Return verbatim every line from the first line of the data below to the line that contains "use crate::sim::scores::ScoreStore;", inclusive, and no further.

---

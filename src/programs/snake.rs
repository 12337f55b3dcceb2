/// Snake front-end: menu, name entry, play, game over, scoreboard.

use std::io::{self, BufWriter, Write};

use anyhow::Context as _;
use rand::rngs::StdRng;
use rand::SeedableRng;

use crate::config::GameConfig;
use crate::programs::{Context, Program};
use crate::sim::frame_loop::{Activity, FrameLoop, LoopExit, SystemClock, TickOutcome};
use crate::sim::scores::ScoreStore;
use crate::sim::session::{GamePhase, GameSummary, PhaseEvent, Transition};
use crate::sim::snake_game::{SnakeGame, StepOutcome};
use crate::ui::input::{Key, Keys};
use crate::ui::prompt::{MenuChoice, Screen, DEFAULT_NAME};
use crate::ui::snake_view::{self, Hud};
use crate::ui::term::{self, RawMode};

pub fn build(config: &GameConfig) -> Box<dyn Program> {
    Box::new(SnakeProgram::new(config.clone()))
}

pub struct SnakeProgram {
    cfg: GameConfig,
    store: ScoreStore,
    player: String,
    last: Option<GameSummary>,
}

impl SnakeProgram {
    pub fn new(cfg: GameConfig) -> Self {
        let store = ScoreStore::load(&cfg.scores_path);
        SnakeProgram { cfg, store, player: DEFAULT_NAME.to_string(), last: None }
    }

    /// One round in raw mode. The score is recorded however the round
    /// ended, including quit and interrupt.
    fn play(&mut self, ctx: &Context) -> anyhow::Result<LoopExit> {
        let ansi = term::supports_ansi();
        let mut raw = RawMode::acquire_or_degrade();
        let mut keys = Keys::open(raw.is_active(), &self.cfg.gamepad);

        let mut field = PlayField {
            game: SnakeGame::new(&self.cfg.snake, StdRng::from_entropy()),
            hud: Hud { player: &self.player, high_score: self.store.top_score() },
            ansi,
        };
        tracing::info!(player = %self.player, "round started");

        let stdout = io::stdout();
        let mut out = BufWriter::new(stdout.lock());
        let result = FrameLoop::new(&self.cfg.frame).run(
            &mut SystemClock::new(),
            &mut keys,
            &mut field,
            &mut out,
            &ctx.interrupt,
        );
        keys.discard_typeahead();
        if let Err(e) = out.flush() {
            tracing::debug!(error = %e, "final frame flush failed");
        }
        drop(out);
        raw.exit();

        self.last = Some(finish_round(&mut self.store, &field.game, &self.player));
        let exit = result.context("snake playfield I/O failed")?;
        tracing::debug!(?exit, "playfield closed");
        Ok(exit)
    }
}

/// Persist the round's score and summarize it for the game-over screen.
fn finish_round(store: &mut ScoreStore, game: &SnakeGame, player: &str) -> GameSummary {
    let score = game.score();
    let rank = store.add_score(player, score);
    tracing::info!(player, score, cause = ?game.over(), ?rank, "round over");
    GameSummary::new(player, score, rank, store.top_score())
}

impl Program for SnakeProgram {
    fn run(&mut self, ctx: &Context) -> anyhow::Result<()> {
        let ansi = term::supports_ansi();
        let mut phase = GamePhase::Menu;

        loop {
            if ctx.interrupted() {
                tracing::info!(?phase, "interrupted");
                return Ok(());
            }
            let mut screen = Screen::new(io::stdin().lock(), io::stdout(), ansi);

            let event = match phase {
                GamePhase::Menu => match screen.menu()? {
                    MenuChoice::Play => PhaseEvent::Play,
                    MenuChoice::Scores => PhaseEvent::ShowScores,
                    MenuChoice::Quit => PhaseEvent::Quit,
                },
                GamePhase::Naming => match screen.ask_name()? {
                    Some(name) => {
                        self.player = name;
                        PhaseEvent::NameEntered
                    }
                    None => PhaseEvent::Quit,
                },
                GamePhase::Playing => {
                    drop(screen);
                    match self.play(ctx)? {
                        LoopExit::Quit => PhaseEvent::Quit,
                        LoopExit::Finished | LoopExit::Interrupted => PhaseEvent::GameEnded,
                    }
                }
                GamePhase::GameOver => match &self.last {
                    Some(summary) if screen.game_over(summary)? => PhaseEvent::PlayAgain,
                    _ => PhaseEvent::Acknowledge,
                },
                GamePhase::Scoreboard => {
                    screen.scoreboard(self.store.board())?;
                    PhaseEvent::Acknowledge
                }
            };

            match phase.on(event) {
                Some(Transition::To(next)) => {
                    tracing::debug!(from = ?phase, to = ?next, "phase change");
                    phase = next;
                }
                Some(Transition::Exit) => return Ok(()),
                None => {
                    tracing::warn!(?phase, ?event, "unexpected event, back to menu");
                    phase = GamePhase::Menu;
                }
            }
        }
    }
}

/// The real-time part of a round.
struct PlayField<'a> {
    game: SnakeGame,
    hud: Hud<'a>,
    ansi: bool,
}

impl Activity for PlayField<'_> {
    fn start(&mut self, mut out: &mut dyn Write) -> io::Result<()> {
        if self.ansi {
            term::clear_screen(&mut out)?;
            term::hide_cursor(&mut out)?;
        }
        Ok(())
    }

    fn on_key(&mut self, key: Key) {
        if let Some(dir) = key.direction() {
            self.game.queue_direction(dir);
        }
    }

    fn tick(&mut self) -> TickOutcome {
        match self.game.step() {
            StepOutcome::Over(cause) => {
                tracing::debug!(?cause, score = self.game.score(), "snake stopped");
                TickOutcome::Finished
            }
            StepOutcome::Ate => {
                tracing::trace!(score = self.game.score(), interval = ?self.game.tick_interval(), "food eaten");
                TickOutcome::Continue
            }
            StepOutcome::Moved => TickOutcome::Continue,
        }
    }

    fn tick_interval(&self) -> std::time::Duration {
        self.game.tick_interval()
    }

    fn render(&mut self, mut out: &mut dyn Write) -> io::Result<()> {
        let frame = snake_view::compose(&self.game, &self.hud);
        term::present(&mut out, &frame, self.ansi)
    }

    fn stop(&mut self, mut out: &mut dyn Write) -> io::Result<()> {
        if self.ansi {
            term::show_cursor(&mut out)?;
        }
        out.write_all(b"\r\n")?;
        out.flush()
    }
}

#[cfg(test)]
mod tests {
    use super::*;
    use crate::domain::grid::{Direction, Grid, Position};
    use crate::domain::snake::Snake;
    use crate::sim::frame_loop::FakeClock;
    use crate::sim::snake_game::{GameOverCause, Pace};
    use crate::ui::input::ScriptedKeys;
    use crate::ui::style::visible;
    use std::sync::atomic::AtomicBool;
    use std::time::Duration;

    fn field(hud: Hud<'_>) -> PlayField<'_> {
        let pace = Pace {
            start: Duration::from_millis(100),
            decrement: Duration::from_millis(3),
            floor: Duration::from_millis(50),
        };
        let game = SnakeGame::with_state(
            Grid::new(10, 5),
            Snake::new(Position::new(5, 2)),
            Direction::Right,
            Some(Position::new(0, 0)),
            pace,
            StdRng::seed_from_u64(11),
        );
        PlayField { game, hud, ansi: false }
    }

    #[test]
    fn round_runs_until_the_wall() {
        let mut f = field(Hud { player: "Ann", high_score: 0 });
        let mut out = Vec::new();
        let exit = FrameLoop::new(&GameConfig::default().frame)
            .run(
                &mut FakeClock::new(),
                &mut ScriptedKeys::new([]),
                &mut f,
                &mut out,
                &AtomicBool::new(false),
            )
            .unwrap();
        assert_eq!(exit, LoopExit::Finished);
        assert_eq!(f.game.snake().head(), Position::new(9, 2));
        let text = visible(&String::from_utf8_lossy(&out));
        assert!(text.contains("SNAKE GAME - Ann"));
    }

    #[test]
    fn keys_steer_the_snake() {
        let mut f = field(Hud { player: "Ann", high_score: 0 });
        f.on_key(Key::Up);
        f.on_key(Key::Other);
        assert_eq!(f.tick(), TickOutcome::Continue);
        assert_eq!(f.game.snake().head(), Position::new(5, 1));
    }

    #[test]
    fn quit_key_ends_the_round_early() {
        let mut f = field(Hud { player: "Ann", high_score: 0 });
        let mut out = Vec::new();
        let exit = FrameLoop::new(&GameConfig::default().frame)
            .run(
                &mut FakeClock::new(),
                &mut ScriptedKeys::new([Some(Key::Quit)]),
                &mut f,
                &mut out,
                &AtomicBool::new(false),
            )
            .unwrap();
        assert_eq!(exit, LoopExit::Quit);
        assert_eq!(f.game.over(), None);
    }

    #[test]
    fn wall_hit_records_the_score_before_the_collision() {
        let dir = tempfile::tempdir().unwrap();
        let path = dir.path().join("snake_scores.json");
        let mut store = ScoreStore::load(&path);

        let mut game = SnakeGame::with_state(
            Grid::new(30, 15),
            Snake::new(Position::new(27, 7)),
            Direction::Right,
            Some(Position::new(28, 7)),
            Pace::from(&GameConfig::default().snake),
            StdRng::seed_from_u64(5),
        );
        let mut before = game.score();
        while game.over().is_none() {
            before = game.score();
            game.step();
        }
        assert_eq!(game.over(), Some(GameOverCause::Wall));
        assert_eq!(game.snake().head(), Position::new(29, 7));
        assert!(before >= 10);

        let summary = finish_round(&mut store, &game, "Ann");
        assert_eq!(summary.score, before);
        assert_eq!(summary.rank, Some(1));
        assert!(summary.new_high);
        assert_eq!(store.top_score(), before);

        let reloaded = ScoreStore::load(&path);
        assert_eq!(reloaded.top_score(), before);
        assert_eq!(reloaded.board().entries()[0].name, "Ann");
    }

    #[test]
    fn lower_score_is_not_a_new_high() {
        let dir = tempfile::tempdir().unwrap();
        let mut store = ScoreStore::load(dir.path().join("snake_scores.json"));
        store.add_score("Bob", 500);

        let f = field(Hud { player: "Ann", high_score: 500 });
        let summary = finish_round(&mut store, &f.game, "Ann");
        assert_eq!(summary.score, 0);
        assert_eq!(summary.rank, Some(2));
        assert!(!summary.new_high);
    }
}
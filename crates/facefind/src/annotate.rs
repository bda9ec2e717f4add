//! Match overlays: a box around each recognised face with a name/score tag.

use crate::font;
use facefind_core::Match;
use image::{Rgb, RgbImage};

const BOX_COLOR: Rgb<u8> = Rgb([0, 255, 0]);
const TEXT_COLOR: Rgb<u8> = Rgb([0, 0, 0]);
const BOX_THICKNESS: i64 = 2;
const LABEL_PADDING: i64 = 4;
const FONT_SCALE: u32 = 2;

/// `"<identity> <score>"` with the score to two decimals.
///
/// The overlay font only has digits, A-Z, space and `.-_`. Lowercase letters
/// are drawn as capitals and any other character as `?`, so the drawn
/// label can differ from the identity name as written. Reports keep the
/// exact name.
pub fn label(m: &Match) -> String {
    format!("{} {:.2}", m.identity, m.score)
}

/// Draw every match onto a copy of `image`.
pub fn annotate(image: &RgbImage, matches: &[Match]) -> RgbImage {
    let mut out = image.clone();
    for m in matches {
        let (x1, y1, x2, y2) = m.bbox.pixel_rect();
        let (x1, y1, x2, y2) = (x1 as i64, y1 as i64, x2 as i64, y2 as i64);
        draw_hollow_rect(&mut out, x1, y1, x2, y2, BOX_THICKNESS, BOX_COLOR);

        let text = label(m);
        let tw = font::text_width(&text, FONT_SCALE) as i64;
        let th = font::text_height(FONT_SCALE) as i64;
        let tag_y = (y1 - th - 2 * LABEL_PADDING).max(0);
        fill_rect(
            &mut out,
            x1,
            tag_y,
            x1 + tw + 2 * LABEL_PADDING,
            tag_y + th + 2 * LABEL_PADDING,
            BOX_COLOR,
        );
        font::draw_text(
            &mut out,
            x1 + LABEL_PADDING,
            tag_y + LABEL_PADDING,
            &text,
            FONT_SCALE,
            TEXT_COLOR,
        );
    }
    out
}

/// Fill the half-open rectangle `[x1, x2) × [y1, y2)`, clipped to the image.
fn fill_rect(image: &mut RgbImage, x1: i64, y1: i64, x2: i64, y2: i64, color: Rgb<u8>) {
    let x_start = x1.max(0);
    let y_start = y1.max(0);
    let x_end = x2.min(image.width() as i64);
    let y_end = y2.min(image.height() as i64);
    for y in y_start..y_end {
        for x in x_start..x_end {
            image.put_pixel(x as u32, y as u32, color);
        }
    }
}

/// Outline the rectangle with corners (`x1`, `y1`) and (`x2`, `y2`), inclusive.
fn draw_hollow_rect(
    image: &mut RgbImage,
    x1: i64,
    y1: i64,
    x2: i64,
    y2: i64,
    thickness: i64,
    color: Rgb<u8>,
) {
    let (x1, x2) = (x1.min(x2), x1.max(x2));
    let (y1, y2) = (y1.min(y2), y1.max(y2));
    let half = thickness / 2;
    let (lo, hi) = (-half, thickness - half);

    fill_rect(image, x1 + lo, y1 + lo, x2 + hi, y1 + hi, color); // top
    fill_rect(image, x1 + lo, y2 + lo, x2 + hi, y2 + hi, color); // bottom
    fill_rect(image, x1 + lo, y1 + lo, x1 + hi, y2 + hi, color); // left
    fill_rect(image, x2 + lo, y1 + lo, x2 + hi, y2 + hi, color); // right
}
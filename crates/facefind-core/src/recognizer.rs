//! ArcFace face recognizer via ONNX Runtime.
//!
//! Extracts 512-dimensional face embeddings from aligned RGB face crops,
//! using the w600k_r50 ArcFace model.

use crate::alignment::{self, ALIGNED_SIZE};
use crate::embedder::{session_builder, Accelerator};
use crate::types::{BoundingBox, Embedding};
use image::RgbImage;
use ndarray::Array4;
use ort::session::Session;
use ort::value::TensorRef;
use std::path::Path;
use thiserror::Error;

// --- Named constants (different from SCRFD!) ---
const ARCFACE_MEAN: f32 = 127.5;
const ARCFACE_STD: f32 = 127.5; // NOT 128.0 — ArcFace uses symmetric normalization
const ARCFACE_EMBEDDING_DIM: usize = 512;

#[derive(Error, Debug)]
pub enum RecognizerError {
    #[error("model file not found: {0} — download from insightface and place in the model directory")]
    ModelNotFound(String),
    #[error("inference failed: {0}")]
    InferenceFailed(String),
    #[error("face has no landmarks — detector must return landmarks for alignment")]
    NoLandmarks,
    #[error("ort: {0}")]
    Ort(#[from] ort::Error),
}

/// ArcFace-based face recognizer.
pub struct FaceRecognizer {
    session: Session,
}

impl FaceRecognizer {
    /// Load the ArcFace ONNX model from the given path.
    pub fn load(model_path: &Path, accelerator: Accelerator) -> Result<Self, RecognizerError> {
        if !model_path.exists() {
            return Err(RecognizerError::ModelNotFound(model_path.display().to_string()));
        }

        let session = session_builder(accelerator)?.commit_from_file(model_path)?;

        tracing::info!(
            path = %model_path.display(),
            outputs = ?session.outputs().iter().map(|o| o.name()).collect::<Vec<_>>(),
            "loaded ArcFace model"
        );

        Ok(Self { session })
    }

    /// Extract the raw (not normalized) embedding of a detected face.
    ///
    /// The face must carry SCRFD landmarks; it is aligned to the canonical
    /// 112×112 position before inference.
    pub fn extract(
        &mut self,
        image: &RgbImage,
        face: &BoundingBox,
    ) -> Result<Embedding, RecognizerError> {
        let landmarks = face.landmarks.as_ref().ok_or(RecognizerError::NoLandmarks)?;

        let aligned = alignment::align_face(image, landmarks);
        let input = Self::preprocess(&aligned);

        let outputs = self
            .session
            .run(ort::inputs![TensorRef::from_array_view(input.view())?])?;

        let (_, raw) = outputs[0]
            .try_extract_tensor::<f32>()
            .map_err(|e| RecognizerError::InferenceFailed(format!("embedding extraction: {e}")))?;

        if raw.len() != ARCFACE_EMBEDDING_DIM {
            return Err(RecognizerError::InferenceFailed(format!(
                "expected {ARCFACE_EMBEDDING_DIM}-dim embedding, got {}",
                raw.len()
            )));
        }

        Ok(Embedding::new(raw.to_vec()))
    }

    /// Convert a 112×112 aligned RGB crop into a NCHW float tensor.
    fn preprocess(aligned: &RgbImage) -> Array4<f32> {
        let size = ALIGNED_SIZE as usize;
        let mut tensor = Array4::<f32>::zeros((1, 3, size, size));

        for (x, y, pixel) in aligned.enumerate_pixels() {
            let (x, y) = (x as usize, y as usize);
            if x >= size || y >= size {
                continue;
            }
            for c in 0..3 {
                tensor[[0, c, y, x]] = (pixel[c] as f32 - ARCFACE_MEAN) / ARCFACE_STD;
            }
        }

        tensor
    }
}
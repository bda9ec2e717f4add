//! Built-in 5×7 bitmap font for overlay labels.
//!
//! Covers digits, A–Z (lowercase renders as uppercase), space and `.-_`.
//! Anything else renders as `?`.

use image::{Rgb, RgbImage};

pub const GLYPH_WIDTH: u32 = 5;
pub const GLYPH_HEIGHT: u32 = 7;
/// Columns between consecutive glyphs.
const GLYPH_SPACING: u32 = 1;

/// Rows top to bottom; bit 4 is the leftmost column.
type Glyph = [u8; 7];

const UNKNOWN: Glyph = [0x0E, 0x11, 0x01, 0x02, 0x04, 0x00, 0x04];

const DIGITS: [Glyph; 10] = [
    [0x0E, 0x11, 0x13, 0x15, 0x19, 0x11, 0x0E],
    [0x04, 0x0C, 0x04, 0x04, 0x04, 0x04, 0x0E],
    [0x0E, 0x11, 0x01, 0x02, 0x04, 0x08, 0x1F],
    [0x1F, 0x02, 0x04, 0x02, 0x01, 0x11, 0x0E],
    [0x02, 0x06, 0x0A, 0x12, 0x1F, 0x02, 0x02],
    [0x1F, 0x10, 0x1E, 0x01, 0x01, 0x11, 0x0E],
    [0x06, 0x08, 0x10, 0x1E, 0x11, 0x11, 0x0E],
    [0x1F, 0x01, 0x02, 0x04, 0x08, 0x08, 0x08],
    [0x0E, 0x11, 0x11, 0x0E, 0x11, 0x11, 0x0E],
    [0x0E, 0x11, 0x11, 0x0F, 0x01, 0x02, 0x0C],
];

const LETTERS: [Glyph; 26] = [
    [0x0E, 0x11, 0x11, 0x11, 0x1F, 0x11, 0x11], // A
    [0x1E, 0x11, 0x11, 0x1E, 0x11, 0x11, 0x1E],
    [0x0E, 0x11, 0x10, 0x10, 0x10, 0x11, 0x0E],
    [0x1C, 0x12, 0x11, 0x11, 0x11, 0x12, 0x1C],
    [0x1F, 0x10, 0x10, 0x1E, 0x10, 0x10, 0x1F],
    [0x1F, 0x10, 0x10, 0x1E, 0x10, 0x10, 0x10],
    [0x0E, 0x11, 0x10, 0x17, 0x11, 0x11, 0x0F],
    [0x11, 0x11, 0x11, 0x1F, 0x11, 0x11, 0x11],
    [0x0E, 0x04, 0x04, 0x04, 0x04, 0x04, 0x0E],
    [0x07, 0x02, 0x02, 0x02, 0x02, 0x12, 0x0C],
    [0x11, 0x12, 0x14, 0x18, 0x14, 0x12, 0x11],
    [0x10, 0x10, 0x10, 0x10, 0x10, 0x10, 0x1F],
    [0x11, 0x1B, 0x15, 0x15, 0x11, 0x11, 0x11], // M
    [0x11, 0x11, 0x19, 0x15, 0x13, 0x11, 0x11],
    [0x0E, 0x11, 0x11, 0x11, 0x11, 0x11, 0x0E],
    [0x1E, 0x11, 0x11, 0x1E, 0x10, 0x10, 0x10],
    [0x0E, 0x11, 0x11, 0x11, 0x15, 0x12, 0x0D],
    [0x1E, 0x11, 0x11, 0x1E, 0x14, 0x12, 0x11],
    [0x0F, 0x10, 0x10, 0x0E, 0x01, 0x01, 0x1E],
    [0x1F, 0x04, 0x04, 0x04, 0x04, 0x04, 0x04],
    [0x11, 0x11, 0x11, 0x11, 0x11, 0x11, 0x0E],
    [0x11, 0x11, 0x11, 0x11, 0x11, 0x0A, 0x04],
    [0x11, 0x11, 0x11, 0x15, 0x15, 0x15, 0x0A],
    [0x11, 0x11, 0x0A, 0x04, 0x0A, 0x11, 0x11],
    [0x11, 0x11, 0x11, 0x0A, 0x04, 0x04, 0x04],
    [0x1F, 0x01, 0x02, 0x04, 0x08, 0x10, 0x1F], // Z
];

fn glyph(c: char) -> Glyph {
    match c {
        '0'..='9' => DIGITS[c as usize - '0' as usize],
        'a'..='z' => LETTERS[c as usize - 'a' as usize],
        'A'..='Z' => LETTERS[c as usize - 'A' as usize],
        ' ' => [0; 7],
        '.' => [0x00, 0x00, 0x00, 0x00, 0x00, 0x0C, 0x0C],
        '-' => [0x00, 0x00, 0x00, 0x1F, 0x00, 0x00, 0x00],
        '_' => [0x00, 0x00, 0x00, 0x00, 0x00, 0x00, 0x1F],
        _ => UNKNOWN,
    }
}

/// Rendered width of `text` in pixels at `scale`.
pub fn text_width(text: &str, scale: u32) -> u32 {
    let n = text.chars().count() as u32;
    if n == 0 {
        return 0;
    }
    (n * (GLYPH_WIDTH + GLYPH_SPACING) - GLYPH_SPACING) * scale
}

pub fn text_height(scale: u32) -> u32 {
    GLYPH_HEIGHT * scale
}

/// Draw `text` with its top-left corner at (`x`, `y`). Pixels outside the
/// image are clipped.
pub fn draw_text(image: &mut RgbImage, x: i64, y: i64, text: &str, scale: u32, color: Rgb<u8>) {
    let scale = scale.max(1) as i64;
    let advance = (GLYPH_WIDTH + GLYPH_SPACING) as i64 * scale;
    let (w, h) = (image.width() as i64, image.height() as i64);

    for (i, c) in text.chars().enumerate() {
        let origin_x = x + i as i64 * advance;
        for (row, bits) in glyph(c).iter().enumerate() {
            for col in 0..GLYPH_WIDTH as i64 {
                if bits & (0x10 >> col) == 0 {
                    continue;
                }
                for dy in 0..scale {
                    for dx in 0..scale {
                        let px = origin_x + col * scale + dx;
                        let py = y + row as i64 * scale + dy;
                        if px >= 0 && px < w && py >= 0 && py < h {
                            image.put_pixel(px as u32, py as u32, color);
                        }
                    }
                }
            }
        }
    }
}

#[cfg(test)]
mod tests {
    use super::*;

    #[test]
    fn test_text_width() {
        assert_eq!(text_width("", 2), 0);
        assert_eq!(text_width("A", 1), 5);
        assert_eq!(text_width("AB", 1), 11);
        assert_eq!(text_width("AB", 2), 22);
    }

    #[test]
    fn test_lowercase_matches_uppercase() {
        assert_eq!(glyph('q'), glyph('Q'));
        assert_eq!(glyph('é'), UNKNOWN);
    }

    #[test]
    fn test_draw_text_sets_pixels() {
        let mut image = RgbImage::new(20, 10);
        let red = Rgb([255, 0, 0]);
        draw_text(&mut image, 1, 1, "-", 1, red);
        // Middle row of '-' is fully lit.
        for x in 1..6 {
            assert_eq!(image.get_pixel(x, 4), &red);
        }
        assert_eq!(image.get_pixel(1, 1), &Rgb([0, 0, 0]));
    }

    #[test]
    fn test_draw_text_clips() {
        let mut image = RgbImage::new(4, 4);
        draw_text(&mut image, -3, -3, "8888", 3, Rgb([1, 1, 1]));
        draw_text(&mut image, 2, 2, "W", 2, Rgb([1, 1, 1]));
    }
}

---

_Answer box_
filename src/programs/snake.rs
repository 12337f55b3dcceb2
/// Snake front-end: menu, name entry, play, game over, scoreboard.

use std::io::{self, BufWriter, Write};

use anyhow::Context as _;
use rand::rngs::StdRng;
use rand::SeedableRng;

use crate::config::GameConfig;
use crate::programs::{Context, Program};
use crate::sim::frame_loop::{Activity, FrameLoop, LoopExit, SystemClock, TickOutcome};
use crate::sim::scores::ScoreStore;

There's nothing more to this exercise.